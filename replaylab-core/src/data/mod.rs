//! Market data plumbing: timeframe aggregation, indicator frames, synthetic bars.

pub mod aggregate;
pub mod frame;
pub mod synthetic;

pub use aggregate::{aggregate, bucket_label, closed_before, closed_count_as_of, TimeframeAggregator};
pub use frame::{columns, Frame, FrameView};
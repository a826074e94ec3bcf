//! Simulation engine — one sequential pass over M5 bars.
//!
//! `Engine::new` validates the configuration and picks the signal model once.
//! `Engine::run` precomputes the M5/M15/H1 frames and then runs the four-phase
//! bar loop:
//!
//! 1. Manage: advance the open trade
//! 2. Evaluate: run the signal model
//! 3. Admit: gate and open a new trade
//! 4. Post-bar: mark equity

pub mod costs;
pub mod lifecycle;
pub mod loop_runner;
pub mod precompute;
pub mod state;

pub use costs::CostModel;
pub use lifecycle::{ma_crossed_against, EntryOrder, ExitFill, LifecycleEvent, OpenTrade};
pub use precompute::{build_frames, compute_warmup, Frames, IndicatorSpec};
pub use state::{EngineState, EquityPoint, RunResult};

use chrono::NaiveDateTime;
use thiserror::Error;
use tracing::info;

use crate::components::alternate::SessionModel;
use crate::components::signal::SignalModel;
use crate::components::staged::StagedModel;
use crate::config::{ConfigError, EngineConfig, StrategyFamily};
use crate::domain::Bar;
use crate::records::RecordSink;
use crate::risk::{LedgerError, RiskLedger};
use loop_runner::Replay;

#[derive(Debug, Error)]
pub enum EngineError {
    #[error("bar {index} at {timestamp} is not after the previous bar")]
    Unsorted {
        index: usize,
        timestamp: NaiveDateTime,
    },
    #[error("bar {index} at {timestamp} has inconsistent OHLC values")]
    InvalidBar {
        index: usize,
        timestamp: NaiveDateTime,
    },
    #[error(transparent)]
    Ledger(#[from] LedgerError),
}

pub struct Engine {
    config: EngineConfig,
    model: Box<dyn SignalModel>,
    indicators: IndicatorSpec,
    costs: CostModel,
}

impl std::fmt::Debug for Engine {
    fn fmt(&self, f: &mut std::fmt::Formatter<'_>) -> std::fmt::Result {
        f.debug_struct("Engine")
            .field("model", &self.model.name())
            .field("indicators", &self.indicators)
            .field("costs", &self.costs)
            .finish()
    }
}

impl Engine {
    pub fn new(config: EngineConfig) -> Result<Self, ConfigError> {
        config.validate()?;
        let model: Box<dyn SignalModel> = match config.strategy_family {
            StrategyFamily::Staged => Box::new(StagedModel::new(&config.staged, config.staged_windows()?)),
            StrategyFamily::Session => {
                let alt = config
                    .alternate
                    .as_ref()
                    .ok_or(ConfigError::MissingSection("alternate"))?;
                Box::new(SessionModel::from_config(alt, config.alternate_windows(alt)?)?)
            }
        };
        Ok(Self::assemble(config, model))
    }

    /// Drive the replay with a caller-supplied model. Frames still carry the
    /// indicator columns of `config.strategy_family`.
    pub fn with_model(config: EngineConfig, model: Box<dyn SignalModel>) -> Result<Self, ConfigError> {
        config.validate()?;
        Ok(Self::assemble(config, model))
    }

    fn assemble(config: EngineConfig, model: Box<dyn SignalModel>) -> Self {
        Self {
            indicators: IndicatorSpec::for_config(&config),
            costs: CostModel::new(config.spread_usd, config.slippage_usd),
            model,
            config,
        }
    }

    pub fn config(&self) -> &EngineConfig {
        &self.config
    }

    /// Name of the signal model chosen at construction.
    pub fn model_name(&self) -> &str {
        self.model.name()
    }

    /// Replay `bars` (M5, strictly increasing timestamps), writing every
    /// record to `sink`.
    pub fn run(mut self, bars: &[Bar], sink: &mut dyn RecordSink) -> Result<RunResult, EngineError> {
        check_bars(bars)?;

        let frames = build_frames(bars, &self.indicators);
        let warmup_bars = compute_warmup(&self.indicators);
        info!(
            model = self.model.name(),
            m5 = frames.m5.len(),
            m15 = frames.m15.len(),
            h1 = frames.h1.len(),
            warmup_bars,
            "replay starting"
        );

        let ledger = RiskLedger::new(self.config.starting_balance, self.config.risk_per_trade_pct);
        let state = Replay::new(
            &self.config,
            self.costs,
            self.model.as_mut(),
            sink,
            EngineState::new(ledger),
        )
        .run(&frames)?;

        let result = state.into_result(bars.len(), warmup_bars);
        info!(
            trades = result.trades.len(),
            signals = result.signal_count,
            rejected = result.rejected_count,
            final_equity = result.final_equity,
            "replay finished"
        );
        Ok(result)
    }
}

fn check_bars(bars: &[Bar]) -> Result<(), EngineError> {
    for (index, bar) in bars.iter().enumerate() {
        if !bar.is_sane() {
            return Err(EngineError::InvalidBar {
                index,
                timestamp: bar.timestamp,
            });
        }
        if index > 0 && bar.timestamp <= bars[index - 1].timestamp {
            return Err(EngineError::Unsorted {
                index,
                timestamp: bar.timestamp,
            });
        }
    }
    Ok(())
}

• • •

TASK: From the records above, pull out every line containing the word "SignalModel".

ANSWER SPACE:
use crate::components::signal::SignalModel;
    model: Box<dyn SignalModel>,
        let model: Box<dyn SignalModel> = match config.strategy_family {
    pub fn with_model(config: EngineConfig, model: Box<dyn SignalModel>) -> Result<Self, ConfigError> {
    fn assemble(config: EngineConfig, model: Box<dyn SignalModel>) -> Self {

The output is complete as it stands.